On 1st February 2006 I left London for Ethiopia. I have given up my job in Camden to volunteer for a couple of years with Voluntary Service Overseas (VSO). If you want to find out more about VSO visit their website www.vso.org.uk.

Tuesday, August 22, 2006

I feel like I’m being bitten, sat here at the computer but there is no sign of mozzies anywhere. It has really cooled down here lately – not so much that you have to wear jumpers but enough to make a difference to energy levels. Need to get back to running again but I’m waiting for Mike to recover from my cold!
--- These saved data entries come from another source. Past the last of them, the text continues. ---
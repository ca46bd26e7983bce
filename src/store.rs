//! Cart store.
//!
//! Owns the in-memory [`CartState`] for one identity at a time, hydrates it
//! from local storage or the remote cart when the identity changes, and
//! mirrors every change once hydration has completed.

use std::{
    fmt::{Debug, Formatter, Result as FmtResult},
    sync::Arc,
};

use rust_decimal::Decimal;
use tracing::{debug, info, warn};

use crate::{
    cart::{CartAction, CartError, CartState, CheckoutItem},
    hydration::{HydrationEvent, HydrationPhase},
    identity::{ANONYMOUS_CART_KEY, Identity, UserId, user_cart_key},
    items::{CartLineItem, default_rental_days, merge_line_items},
    products::{ProductId, ProductSummary},
    remote::{RemoteCart, RemoteError, RemoteLine, remote_items},
    snapshot::{CartSnapshot, load_snapshot, save_raw_snapshot, save_snapshot},
    storage::CartStorage,
    sync::SyncWorker,
};

/// What happens to the anonymous cart when an anonymous session logs in.
#[derive(Debug, Clone, Copy, Default, PartialEq, Eq)]
pub enum MigrationPolicy {
    /// Copy the anonymous cart to the user's key when the user has no
    /// local cart of their own.
    #[default]
    Adopt,

    /// Merge the anonymous cart into the user's local cart, or into the
    /// remote cart when there is no local one.
    Merge,

    /// Leave the anonymous cart behind.
    Ignore,
}

/// Where a hydrated cart came from.
#[derive(Debug, Clone, Copy, PartialEq, Eq)]
pub enum HydrationSource {
    /// The local snapshot for the identity.
    Local,

    /// The remote cart, mirrored into local storage.
    Remote,

    /// Nothing to load.
    Empty,
}

/// Cart store for the current identity.
pub struct CartStore {
    state: CartState,
    identity: Identity,
    last_resolved: Option<Identity>,
    phase: HydrationPhase,
    storage: Arc<dyn CartStorage>,
    remote: Arc<dyn RemoteCart>,
    sync: SyncWorker,
    migration: MigrationPolicy,
}

impl Debug for CartStore {
    fn fmt(&self, f: &mut Formatter<'_>) -> FmtResult {
        f.debug_struct("CartStore")
            .field("state", &self.state)
            .field("identity", &self.identity)
            .field("phase", &self.phase)
            .field("sync", &self.sync)
            .field("migration", &self.migration)
            .finish_non_exhaustive()
    }
}

impl CartStore {
    /// Create a store awaiting its first identity.
    pub fn new(storage: Arc<dyn CartStorage>, remote: Arc<dyn RemoteCart>) -> Self {
        Self {
            state: CartState::default(),
            identity: Identity::Pending,
            last_resolved: None,
            phase: HydrationPhase::default(),
            storage,
            sync: SyncWorker::new(Arc::clone(&remote)),
            remote,
            migration: MigrationPolicy::default(),
        }
    }

    /// Use `policy` when an anonymous session logs in.
    #[must_use]
    pub fn with_migration_policy(mut self, policy: MigrationPolicy) -> Self {
        self.migration = policy;
        self
    }

    /// Current cart contents.
    pub fn state(&self) -> &CartState {
        &self.state
    }

    /// Identity the cart is loaded for.
    pub fn identity(&self) -> &Identity {
        &self.identity
    }

    /// Hydration phase.
    pub fn phase(&self) -> HydrationPhase {
        self.phase
    }

    /// Local storage key for the current identity.
    pub fn storage_key(&self) -> Option<String> {
        self.identity.storage_key()
    }

    /// Sum of quantities across all lines.
    pub fn item_count(&self) -> u64 {
        self.state.item_count()
    }

    /// Whether the cart has no lines.
    pub fn is_empty(&self) -> bool {
        self.state.is_empty()
    }

    /// Cart total.
    pub fn total_amount(&self) -> Decimal {
        self.state.total_amount()
    }

    /// Lines projected for order submission.
    pub fn checkout_items(&self) -> Vec<CheckoutItem> {
        self.state.checkout_items()
    }

    /// React to an authentication change.
    ///
    /// A pending identity suspends hydration and leaves any push in flight
    /// running. A resolved identity waits for that push, then re-runs
    /// hydration for its storage key, after deleting the user's snapshot on
    /// logout or migrating the anonymous cart on login.
    ///
    /// Returns `None` while the identity is pending or unchanged.
    pub async fn set_identity(&mut self, identity: Identity) -> Option<HydrationSource> {
        if identity == self.identity && self.phase.persists() {
            return None;
        }

        self.identity = identity;

        if self.identity.is_pending() {
            self.phase = self.phase.transition(HydrationEvent::AuthPending);

            debug!("authentication pending; cart hydration suspended");

            return None;
        }

        // The previous identity's last push lands before its key is switched
        // or discarded.
        self.sync.settle().await;

        let previous = self.last_resolved.replace(self.identity.clone());

        if let Some(Identity::Authenticated {
            user_id: Some(user_id),
        }) = &previous
            && !self.identity.is_authenticated()
        {
            self.discard_user_cart(user_id);
        }

        if previous == Some(Identity::Anonymous)
            && let Some(user_id) = self.identity.user_id().cloned()
        {
            self.migrate_anonymous_cart(&user_id).await;
        }

        self.hydrate().await
    }

    /// Load the cart for the current identity.
    ///
    /// Prefers a non-empty local snapshot (pushing it to the remote when
    /// authenticated), then the remote cart when authenticated, else empty.
    /// Read failures are logged and treated as "nothing stored".
    pub async fn hydrate(&mut self) -> Option<HydrationSource> {
        let Some(key) = self.identity.storage_key() else {
            self.phase = self.phase.transition(HydrationEvent::AuthPending);

            return None;
        };

        self.phase = self.phase.transition(HydrationEvent::IdentityResolved);

        let local = match load_snapshot(self.storage.as_ref(), &key) {
            Ok(snapshot) => snapshot.filter(|snapshot| !snapshot.is_empty()),
            Err(error) => {
                warn!(%key, "failed to read cart snapshot: {error}");

                None
            }
        };

        let source = match local {
            Some(snapshot) => {
                self.state = CartState::from(snapshot);

                if self.identity.is_authenticated() {
                    self.sync.push(remote_items(self.state.items()));
                }

                HydrationSource::Local
            }
            None if self.identity.is_authenticated() => self.hydrate_from_remote(&key).await,
            None => {
                self.state = CartState::default();

                HydrationSource::Empty
            }
        };

        self.phase = self.phase.transition(HydrationEvent::Hydrated);

        info!(
            %key,
            ?source,
            lines = self.state.items().len(),
            "cart hydrated"
        );

        Some(source)
    }

    /// Add units of a product for a rental duration.
    ///
    /// # Errors
    ///
    /// - [`CartError::InsufficientStock`]: the line would exceed available stock.
    /// - [`CartError::InvalidQuantity`]: `quantity` is zero.
    /// - [`CartError::InvalidRentalDays`]: `rental_days` is zero.
    pub fn add_item(
        &mut self,
        product: ProductSummary,
        quantity: u32,
        rental_days: u32,
    ) -> Result<(), CartError> {
        self.dispatch(CartAction::AddItem {
            product,
            quantity,
            rental_days,
        })
    }

    /// Remove every line for a product. Unknown products are ignored.
    ///
    /// # Errors
    ///
    /// Removal itself never fails; the signature matches the other mutations.
    pub fn remove_item(&mut self, product_id: &ProductId) -> Result<(), CartError> {
        self.dispatch(CartAction::RemoveItem {
            product_id: product_id.clone(),
        })
    }

    /// Set the quantity of a product's lines; zero removes them.
    ///
    /// # Errors
    ///
    /// - [`CartError::InsufficientStock`]: `quantity` exceeds available stock.
    pub fn update_quantity(
        &mut self,
        product_id: &ProductId,
        quantity: u32,
    ) -> Result<(), CartError> {
        self.dispatch(CartAction::UpdateQuantity {
            product_id: product_id.clone(),
            quantity,
        })
    }

    /// Set the rental duration of a product's lines.
    ///
    /// # Errors
    ///
    /// - [`CartError::InvalidRentalDays`]: `rental_days` is zero.
    /// - [`CartError::InsufficientStock`]: lines collapsing onto the same
    ///   duration would exceed available stock.
    pub fn update_item_rental_days(
        &mut self,
        product_id: &ProductId,
        rental_days: u32,
    ) -> Result<(), CartError> {
        self.dispatch(CartAction::UpdateItemRentalDays {
            product_id: product_id.clone(),
            rental_days,
        })
    }

    /// Set the rental duration of every line and the cart default.
    ///
    /// # Errors
    ///
    /// - [`CartError::InvalidRentalDays`]: `rental_days` is zero.
    /// - [`CartError::InsufficientStock`]: lines collapsing onto the same
    ///   duration would exceed available stock.
    pub fn update_rental_days(&mut self, rental_days: u32) -> Result<(), CartError> {
        self.dispatch(CartAction::UpdateRentalDays { rental_days })
    }

    /// Empty the cart locally and, when authenticated, on the remote.
    ///
    /// The remote clear is awaited, superseding any push in flight. A
    /// failure is logged; the local cart stays empty either way.
    pub async fn clear_cart(&mut self) {
        self.commit(CartState::default());

        if !self.identity.is_authenticated() {
            return;
        }

        match self.sync.push_now(Vec::new()).await {
            Ok(()) => info!("cleared remote cart"),
            Err(error) => warn!("failed to clear remote cart: {error}"),
        }
    }

    /// Wait for the remote push in flight, if any.
    pub async fn settle(&mut self) {
        self.sync.settle().await;
    }

    fn dispatch(&mut self, action: CartAction) -> Result<(), CartError> {
        let next = self
            .state
            .apply(action)
            .inspect_err(|error| info!("cart change rejected: {error}"))?;

        self.commit(next);

        Ok(())
    }

    /// Replace the state and mirror it. Empty carts are never pushed here:
    /// only [`CartStore::clear_cart`] empties the remote.
    fn commit(&mut self, next: CartState) {
        self.state = next;

        if !self.phase.persists() {
            debug!(phase = ?self.phase, "cart not hydrated; change kept in memory only");

            return;
        }

        if let Some(key) = self.identity.storage_key()
            && let Err(error) = save_snapshot(self.storage.as_ref(), &key, &self.state)
        {
            warn!(%key, "failed to persist cart: {error}");
        }

        if self.identity.is_authenticated() && !self.state.is_empty() {
            self.sync.push(remote_items(self.state.items()));
        }
    }

    async fn hydrate_from_remote(&mut self, key: &str) -> HydrationSource {
        let items = match self.fetch_remote_items().await {
            Ok(items) => items,
            Err(error) => {
                warn!("failed to fetch remote cart: {error}");

                Vec::new()
            }
        };

        if items.is_empty() {
            self.state = CartState::default();

            return HydrationSource::Empty;
        }

        self.state = CartState::with_items(items, default_rental_days());

        if let Err(error) = save_snapshot(self.storage.as_ref(), key, &self.state) {
            warn!(%key, "failed to mirror remote cart locally: {error}");
        }

        HydrationSource::Remote
    }

    async fn fetch_remote_items(&self) -> Result<Vec<CartLineItem>, RemoteError> {
        let lines = self.remote.fetch_cart().await?;

        Ok(lines
            .into_iter()
            .filter_map(RemoteLine::into_line_item)
            .collect())
    }

    fn discard_user_cart(&mut self, user_id: &UserId) {
        let key = user_cart_key(user_id);

        if let Err(error) = self.storage.remove(&key) {
            warn!(%key, "failed to remove user cart on logout: {error}");
        }

        self.state = CartState::default();

        info!(%user_id, "discarded user cart on logout");
    }

    async fn migrate_anonymous_cart(&mut self, user_id: &UserId) {
        if self.migration == MigrationPolicy::Ignore {
            return;
        }

        let anonymous = match load_snapshot(self.storage.as_ref(), ANONYMOUS_CART_KEY) {
            Ok(Some(snapshot)) if !snapshot.is_empty() => snapshot,
            Ok(_) => return,
            Err(error) => {
                warn!("failed to read anonymous cart for migration: {error}");

                return;
            }
        };

        let key = user_cart_key(user_id);

        let existing = match load_snapshot(self.storage.as_ref(), &key) {
            Ok(snapshot) => snapshot.filter(|snapshot| !snapshot.is_empty()),
            Err(error) => {
                warn!(%key, "failed to read user cart for migration: {error}");

                None
            }
        };

        let migrated = match (self.migration, existing) {
            (MigrationPolicy::Adopt, None) => anonymous,
            (MigrationPolicy::Merge, existing) => {
                let base = match existing {
                    Some(snapshot) => snapshot.items,
                    None => self.fetch_remote_items().await.unwrap_or_else(|error| {
                        warn!("failed to fetch remote cart for merge: {error}");

                        Vec::new()
                    }),
                };

                let merged = CartState::with_items(
                    merge_line_items(base, anonymous.items),
                    anonymous.rental_days,
                );

                CartSnapshot::from(&merged)
            }
            (MigrationPolicy::Adopt, Some(_)) | (MigrationPolicy::Ignore, _) => return,
        };

        if let Err(error) = save_raw_snapshot(self.storage.as_ref(), &key, &migrated) {
            warn!(%key, "failed to migrate anonymous cart: {error}");

            return;
        }

        info!(
            %user_id,
            policy = ?self.migration,
            lines = migrated.items.len(),
            "migrated anonymous cart"
        );
    }
}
I’ve got a new best friend! One of the college staff, the woman who cleans the offices, invited me to her house on Sunday. She’d asked me over a week ago but I thought she was telling me she was going to leave Awassa and go back to her family for a couple of months! Her English isn’t much better than my Amharic! Anyhow, I finally understood what she was asking and off I went. Getting to her house was a complex journey from college involving my first garry ride – it was fab! A garry is one of the main forms of transport here – on most of the roads in Awassa you walk, cycle or use a garry. A garry is a ramshackle cart pulled by a horse. On the three or four tarmac’d roads the garry is replaced by beaten up taxis. (Most of the garry horses look really badly treated so I haven’t rushed to use one before but this one seemed ok). I hadn’t realised that Awassa was so big, we took so many twists and turns I had no idea where I was. My friend and two of her sisters lived in the service quarters behind a house – two of them shared a room three metres by three metres that had last been painted probably when it was built about 50 years ago. There was just space for a bed and a mattress on the floor. It was one of about 10 rooms around a yard festooned with washing and heaving with small children. Inside, coffee cups were ready for the coffee ceremony and one sister was cooking on the kerosene stove – first a cabbage dish, then shiro. They had made their own crisps, there was popcorn, bread and injera. Once the food was ready we ate – in the meantime the coffee making was proceeding. This starts with washing the raw beans then roasting them slowly over charcoal. Once roasted, they were removed and ground and the jubena put on the charcoal to heat the water (Mike has a picture of a jubena on his blog). The coffee was divine as ever. I’d been worried beforehand about how we would communicate but I was told as long as you keep saying how good everything is you are ok! It is true! I took along a phrase book too so we spent some time reading it together and asking questions about family.

So humbling really, the whole experience. Here are people who have next to nothing and yet are prepared to share it so willingly. After a few hours I said I had to leave – I thought I’d been understood when two sisters stood and escorted me out but we ended up at the third sisters house where the coffee was ready. I had so much coffee that day, it took me a while to recover! Anyhow, eventually I was escorted back to a location I recognised and was able to find my own way home from there!

1 Comments:

  • At 4:21 pm, Blogger Unknown said…

    Sounds so wonderful and humbling, as you say, to find people who have so little and yet are willing to share so much.

    You two are going to find it very difficult getting accustomed to life in England again. I wish life in the western world was as trusting as it seems life is there, where people invite near strangers into their homes but sadly, those days are well gone.